На первый взгляд, здесь все верно: тот, кто намеревался заниматься Просвещением в таком обществе, оказывался в заведомо проигрышном положении. Силы Просвещения были чересчур слабы по целому ряду причин. Просвещение так и не смогло заключить эффективного союза со средствами массовой информации, а «совершеннолетие человека» никогда не было идеалом промышленных монополий и их объединений. Как же могло быть иначе?
Совершенно очевидно, что Просвещение было сокрушено сопротивлением направленных против него сил. Но было бы ошибкой рассматривать это только как вопрос простой арифметики власти. Ведь все объясняется в то же время и качественно иным сопротивлением, которое оказывало сознание противника. Оно яростно сопротивлялось приглашениям к дискуссии, «подрывному» диалогу об истине; сами разговоры тоже уже вызывали отвращение, потому что в них все вертелось вокруг набивших оскомину воззрений, ценностей и форм самоутверждения. Толкование этого сопротивления как основы идеологии стало главным мотивом Просвещения.
Не только в современную эпоху Просвещению приходится иметь дело с противостоящим ему сознанием, которое окапывается на позициях, становящихся все более и более неприступными для Просвещения. В принципе, можно было бы проследить историю такого противостояния вплоть до времен инквизиции. Если верно, что знание — это сила, как это усваивало рабочее движение, следовательно, верно и то, что не всякое знание принимается с распростертыми объятиями. Поскольку нигде нет истин, которые можно было бы утвердить без борьбы, и поскольку каждое познание вынуждено искать себе место в структуре, которую составляют власти и противоборствующие им силы, средства, необходимые для того, чтобы сообщить значимость познаниям, представляются едва ли не более важными, чем сами познания. В современных условиях Просвещение обнаруживает себя как комплекс тактических приемов. Требование сделать разумное всеобщим достоянием влечет к политике, педагогике, пропаганде. Тем самым Просвещение сознательно вытесняет из своей памяти горький реализм старых учений о мудрости, для которых вовсе не было откровением, что масса глупа, а разум есть только у немногих. Современный элитаризм вынужден маскироваться и выдавать себя за демократию.
В наши задачи не входит исторически прослеживать, как Просвещение постепенно погружалось во мрак. Мы знаем, что в XVIII и XIX веках оно, вопреки многочисленным противникам и противоречиям, умело справляться с ферментом сомнения в себе, глядя на собственные достижения и планы, действуя преимущественно продуктивно и устремляясь вперед.
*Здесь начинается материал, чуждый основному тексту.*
//! # Column Envelopes
//!
//! Structured values that live in a single TEXT column (crew snapshots,
//! role permissions and tags) are stored as a versioned envelope:
//!
//! ```text
//! {"v":1,"data":[{"employee_id":"…","name":"Dana"}]}
//! ```
//!
//! Rows written before envelopes existed hold the bare value; those decode
//! as version 1. Anything else is a [`DbError::Decode`].

use serde::de::DeserializeOwned;
use serde::{Deserialize, Serialize};
use serde_json::Value;

use gloss_core::CrewMember;

use crate::error::{DbError, DbResult};

/// Current envelope version.
pub const ENVELOPE_VERSION: u32 = 1;

#[derive(Serialize)]
struct EnvelopeRef<'a, T> {
    v: u32,
    data: &'a T,
}

#[derive(Deserialize)]
struct Envelope<T> {
    v: u32,
    data: T,
}

pub fn encode<T: Serialize>(value: &T) -> DbResult<String> {
    serde_json::to_string(&EnvelopeRef {
        v: ENVELOPE_VERSION,
        data: value,
    })
    .map_err(|e| DbError::Internal(e.to_string()))
}

pub fn decode<T: DeserializeOwned>(column: &str, raw: &str) -> DbResult<T> {
    let value: Value = serde_json::from_str(raw).map_err(|e| DbError::decode(column, e))?;

    let is_envelope = value
        .as_object()
        .is_some_and(|o| o.contains_key("v") && o.contains_key("data"));

    if !is_envelope {
        return serde_json::from_value(value).map_err(|e| DbError::decode(column, e));
    }

    let envelope: Envelope<T> =
        serde_json::from_value(value).map_err(|e| DbError::decode(column, e))?;

    if envelope.v != ENVELOPE_VERSION {
        return Err(DbError::decode(
            column,
            format!("unsupported version {}", envelope.v),
        ));
    }

    Ok(envelope.data)
}

pub fn encode_crew(crew: &[CrewMember]) -> DbResult<String> {
    encode(&crew)
}

pub fn decode_crew(raw: &str) -> DbResult<Vec<CrewMember>> {
    decode("crew_snapshot", raw)
}

pub fn encode_strings(values: &[String]) -> DbResult<String> {
    encode(&values)
}

pub fn decode_strings(column: &str, raw: &str) -> DbResult<Vec<String>> {
    decode(column, raw)
}

#[cfg(test)]
mod tests {
    use super::*;

    #[test]
    fn test_crew_envelope_shape() {
        let crew = vec![CrewMember {
            employee_id: "e1".to_string(),
            name: "Dana".to_string(),
        }];
        let raw = encode_crew(&crew).unwrap();
        assert_eq!(raw, r#"{"v":1,"data":[{"employee_id":"e1","name":"Dana"}]}"#);
        assert_eq!(decode_crew(&raw).unwrap(), crew);
    }

    #[test]
    fn test_bare_legacy_value_decodes() {
        let tags = decode_strings("tags", r#"["pos_crew"]"#).unwrap();
        assert_eq!(tags, vec!["pos_crew".to_string()]);
    }

    #[test]
    fn test_unknown_version_is_rejected() {
        let err = decode_strings("tags", r#"{"v":9,"data":[]}"#).unwrap_err();
        assert!(matches!(err, DbError::Decode { .. }));
    }

    #[test]
    fn test_garbage_is_rejected() {
        assert!(decode_crew("not json").is_err());
    }
}
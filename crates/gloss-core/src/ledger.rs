//! # Inventory Ledger Rules
//!
//! Pure half of the inventory audit trail: deciding what kind of change a
//! mutation is, enforcing the reason rule, and summarizing filtered logs.
//! Persistence (always inside the caller's transaction) lives in gloss-db.
//!
//! ## Classification
//! ```text
//! ┌──────────────────────────┬──────────────────────────────┐
//! │ before → after           │ change type                  │
//! ├──────────────────────────┼──────────────────────────────┤
//! │ (no row) → any           │ initial_stock                │
//! │ qty changed, thr same    │ stock_adjustment             │
//! │ qty same, thr changed    │ threshold_change             │
//! │ both changed             │ stock_and_threshold          │
//! │ nothing changed          │ (no entry)                   │
//! └──────────────────────────┴──────────────────────────────┘
//! ```

use chrono::{DateTime, Utc};
use serde::{Deserialize, Serialize};
use ts_rs::TS;

use crate::availability::StockLevel;
use crate::error::CoreResult;
use crate::types::{Actor, InventoryChangeType, InventoryLogEntry};
use crate::validation::validate_adjustment_reason;

/// Derives the change type, or `None` when nothing changed.
pub fn classify_change(
    before: Option<StockLevel>,
    after: StockLevel,
) -> Option<InventoryChangeType> {
    let Some(before) = before else {
        return Some(InventoryChangeType::InitialStock);
    };

    let quantity_changed = before.quantity != after.quantity;
    let threshold_changed = before.threshold != after.threshold;

    match (quantity_changed, threshold_changed) {
        (true, true) => Some(InventoryChangeType::StockAndThreshold),
        (true, false) => Some(InventoryChangeType::StockAdjustment),
        (false, true) => Some(InventoryChangeType::ThresholdChange),
        (false, false) => None,
    }
}

// =============================================================================
// New Entries
// =============================================================================

/// A log entry that has been classified and validated but not yet stored.
#[derive(Debug, Clone, PartialEq)]
pub struct NewLogEntry {
    pub product_id: String,
    pub product_name: String,
    pub change_type: InventoryChangeType,
    pub before: StockLevel,
    pub after: StockLevel,
    pub reason: Option<String>,
    pub notes: Option<String>,
    pub actor: Option<Actor>,
}

impl NewLogEntry {
    /// Builds the entry for a mutation, or `Ok(None)` when the mutation is a
    /// no-op. A missing `before` row is treated as stock 0 / threshold 0 for
    /// the recorded before-values.
    ///
    /// ## Errors
    /// `ValidationError::Required` when the quantity changes without a reason.
    pub fn for_change(
        product_id: &str,
        product_name: &str,
        before: Option<StockLevel>,
        after: StockLevel,
        reason: Option<&str>,
        notes: Option<&str>,
        actor: Option<&Actor>,
    ) -> CoreResult<Option<NewLogEntry>> {
        let Some(change_type) = classify_change(before, after) else {
            return Ok(None);
        };

        let recorded_before = before.unwrap_or(StockLevel::new(0, 0));
        validate_adjustment_reason(recorded_before.quantity, after.quantity, reason)?;

        Ok(Some(NewLogEntry {
            product_id: product_id.to_string(),
            product_name: product_name.to_string(),
            change_type,
            before: recorded_before,
            after,
            reason: non_blank(reason),
            notes: non_blank(notes),
            actor: actor.cloned(),
        }))
    }

    /// Materializes the stored row.
    pub fn into_entry(self, id: String, created_at: DateTime<Utc>) -> InventoryLogEntry {
        let (employee_id, employee_name) = match self.actor {
            Some(actor) => (Some(actor.id), Some(actor.name)),
            None => (None, None),
        };

        InventoryLogEntry {
            id,
            product_id: self.product_id,
            product_name: self.product_name,
            change_type: self.change_type,
            quantity_before: self.before.quantity,
            quantity_after: self.after.quantity,
            threshold_before: self.before.threshold,
            threshold_after: self.after.threshold,
            reason: self.reason,
            notes: self.notes,
            employee_id,
            employee_name,
            created_at,
        }
    }
}

fn non_blank(value: Option<&str>) -> Option<String> {
    value
        .map(str::trim)
        .filter(|v| !v.is_empty())
        .map(str::to_string)
}

// =============================================================================
// Filtering and Summaries
// =============================================================================

/// Filter applied to log listings and summaries.
#[derive(Debug, Clone, Default, PartialEq, Serialize, Deserialize, TS)]
#[ts(export)]
pub struct LogFilter {
    pub product_id: Option<String>,
    pub change_type: Option<InventoryChangeType>,
    /// Case-insensitive match on product name, reason or actor name.
    pub search: Option<String>,
}

impl LogFilter {
    pub fn matches(&self, entry: &InventoryLogEntry) -> bool {
        if let Some(product_id) = &self.product_id {
            if &entry.product_id != product_id {
                return false;
            }
        }

        if let Some(change_type) = self.change_type {
            if entry.change_type != change_type {
                return false;
            }
        }

        match self.search.as_deref().map(str::trim) {
            Some(needle) if !needle.is_empty() => {
                let needle = needle.to_lowercase();
                [
                    Some(entry.product_name.as_str()),
                    entry.reason.as_deref(),
                    entry.employee_name.as_deref(),
                ]
                .into_iter()
                .flatten()
                .any(|field| field.to_lowercase().contains(&needle))
            }
            _ => true,
        }
    }
}

/// Aggregates over a filtered set of log entries.
#[derive(Debug, Clone, Default, PartialEq, Eq, Serialize, Deserialize, TS)]
#[ts(export)]
pub struct LogSummary {
    pub total: u32,
    pub stock_adjustments: u32,
    pub threshold_changes: u32,
    pub stock_and_threshold: u32,
    pub initial_stock: u32,
    /// Σ (quantity_after − quantity_before).
    pub net_quantity_delta: i64,
}

pub fn summarize<'a, I>(entries: I) -> LogSummary
where
    I: IntoIterator<Item = &'a InventoryLogEntry>,
{
    entries
        .into_iter()
        .fold(LogSummary::default(), |mut summary, entry| {
            summary.total += 1;
            summary.net_quantity_delta += entry.quantity_delta();
            match entry.change_type {
                InventoryChangeType::StockAdjustment => summary.stock_adjustments += 1,
                InventoryChangeType::ThresholdChange => summary.threshold_changes += 1,
                InventoryChangeType::StockAndThreshold => summary.stock_and_threshold += 1,
                InventoryChangeType::InitialStock => summary.initial_stock += 1,
            }
            summary
        })
}

// =============================================================================
// Unit Tests
// =============================================================================

#[cfg(test)]
mod tests {
    use super::*;
    use crate::CoreError;

    fn entry(change_type: InventoryChangeType, before: i64, after: i64) -> InventoryLogEntry {
        InventoryLogEntry {
            id: format!("log-{before}-{after}"),
            product_id: "wax".to_string(),
            product_name: "Carnauba Wax".to_string(),
            change_type,
            quantity_before: before,
            quantity_after: after,
            threshold_before: 10,
            threshold_after: 10,
            reason: Some("Sale".to_string()),
            notes: None,
            employee_id: None,
            employee_name: Some("Dana".to_string()),
            created_at: Utc::now(),
        }
    }

    #[test]
    fn test_classify_change() {
        let base = StockLevel::new(10, 5);
        assert_eq!(
            classify_change(None, base),
            Some(InventoryChangeType::InitialStock)
        );
        assert_eq!(
            classify_change(Some(base), StockLevel::new(8, 5)),
            Some(InventoryChangeType::StockAdjustment)
        );
        assert_eq!(
            classify_change(Some(base), StockLevel::new(10, 3)),
            Some(InventoryChangeType::ThresholdChange)
        );
        assert_eq!(
            classify_change(Some(base), StockLevel::new(8, 3)),
            Some(InventoryChangeType::StockAndThreshold)
        );
        assert_eq!(classify_change(Some(base), base), None);
    }

    #[test]
    fn test_threshold_only_change_needs_no_reason() {
        let entry = NewLogEntry::for_change(
            "wax",
            "Wax",
            Some(StockLevel::new(10, 5)),
            StockLevel::new(10, 2),
            None,
            None,
            None,
        )
        .unwrap()
        .unwrap();
        assert_eq!(entry.change_type, InventoryChangeType::ThresholdChange);
        assert_eq!(entry.reason, None);
    }

    #[test]
    fn test_quantity_change_without_reason_is_rejected() {
        let err = NewLogEntry::for_change(
            "wax",
            "Wax",
            Some(StockLevel::new(10, 5)),
            StockLevel::new(7, 5),
            Some(""),
            None,
            None,
        )
        .unwrap_err();
        assert!(matches!(err, CoreError::Validation(_)));
    }

    #[test]
    fn test_into_entry_copies_actor() {
        let actor = Actor {
            id: "emp-1".to_string(),
            name: "Dana".to_string(),
            role: None,
        };
        let new = NewLogEntry::for_change(
            "wax",
            "Wax",
            None,
            StockLevel::new(24, 10),
            Some("Initial stock"),
            None,
            Some(&actor),
        )
        .unwrap()
        .unwrap();

        let stored = new.into_entry("log-1".to_string(), Utc::now());
        assert_eq!(stored.quantity_before, 0);
        assert_eq!(stored.quantity_after, 24);
        assert_eq!(stored.employee_id.as_deref(), Some("emp-1"));
    }

    #[test]
    fn test_filter_free_text_is_case_insensitive() {
        let e = entry(InventoryChangeType::StockAdjustment, 10, 8);
        let by_actor = LogFilter {
            search: Some("dana".to_string()),
            ..Default::default()
        };
        let by_type = LogFilter {
            change_type: Some(InventoryChangeType::ThresholdChange),
            ..Default::default()
        };
        assert!(by_actor.matches(&e));
        assert!(!by_type.matches(&e));
    }

    #[test]
    fn test_summarize_counts_and_net_delta() {
        let entries = vec![
            entry(InventoryChangeType::InitialStock, 0, 20),
            entry(InventoryChangeType::StockAdjustment, 20, 18),
            entry(InventoryChangeType::StockAdjustment, 18, 15),
        ];
        let summary = summarize(&entries);
        assert_eq!(summary.total, 3);
        assert_eq!(summary.initial_stock, 1);
        assert_eq!(summary.stock_adjustments, 2);
        assert_eq!(summary.net_quantity_delta, 15);
    }
}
При всех трудностях в развитии и попятных движениях оно все же имело основания полагать, что
законы прогресса — на его стороне. Великие имена этого времени символизировали великие достижения: Уатт, Пастер, Кох, Сименс. Их достижения могли отвергать, ворча, но это была поза, продиктованная настроением, а не справедливостью. Пресса, железные дороги, социальная помощь, пенициллин — кому придет в голову оспаривать, что это — замечательные новшества в «саду человеческого»? Однако после всех мерзостей XX века, устроенных с помощью техники,— от Вердена до Гулага, от Освенцима до Хиросимы — опыт не предрасполагает ни к какому оптимизму. Историческое сознание и пессимизм, как кажется, приводят к одному и тому же выводу. А еще не произошедшие катастрофы, которые уже нависли над нами, питают повсеместно распространенное сомнение в цивилизации. Конец XX века возносит на гребень волны негативный футуризм. «Возможность самого скверного уже учтена», ему осталось «всего лишь» случиться.
Я хотел бы поначалу ограничить рассмотрение темы неудовлетворенного Просвещения одним пунктом: вопросом о том, какими силовыми средствами располагает Просвещение по отношению к сознанию противника. Ставить вопрос о силовых средствах в некотором роде уже некорректно — ведь при Просвещении речь идет, в сущности, о свободном согласии. Оно есть то «учение», которое не желает быть обязанным внеразумному нажиму при своем воплощении в действительность. Один из его полюсов — это разум; другой полюс — свободный диалог стремящихся к разуму. Суть его метода и в то же время его моральный идеал — это добровольный консенсус. Тем самым подразумевается, что сознание противника расстается со своими прежними позициями только под воздействием весомых просвещающих аргументов, но ни под каким иным нажимом.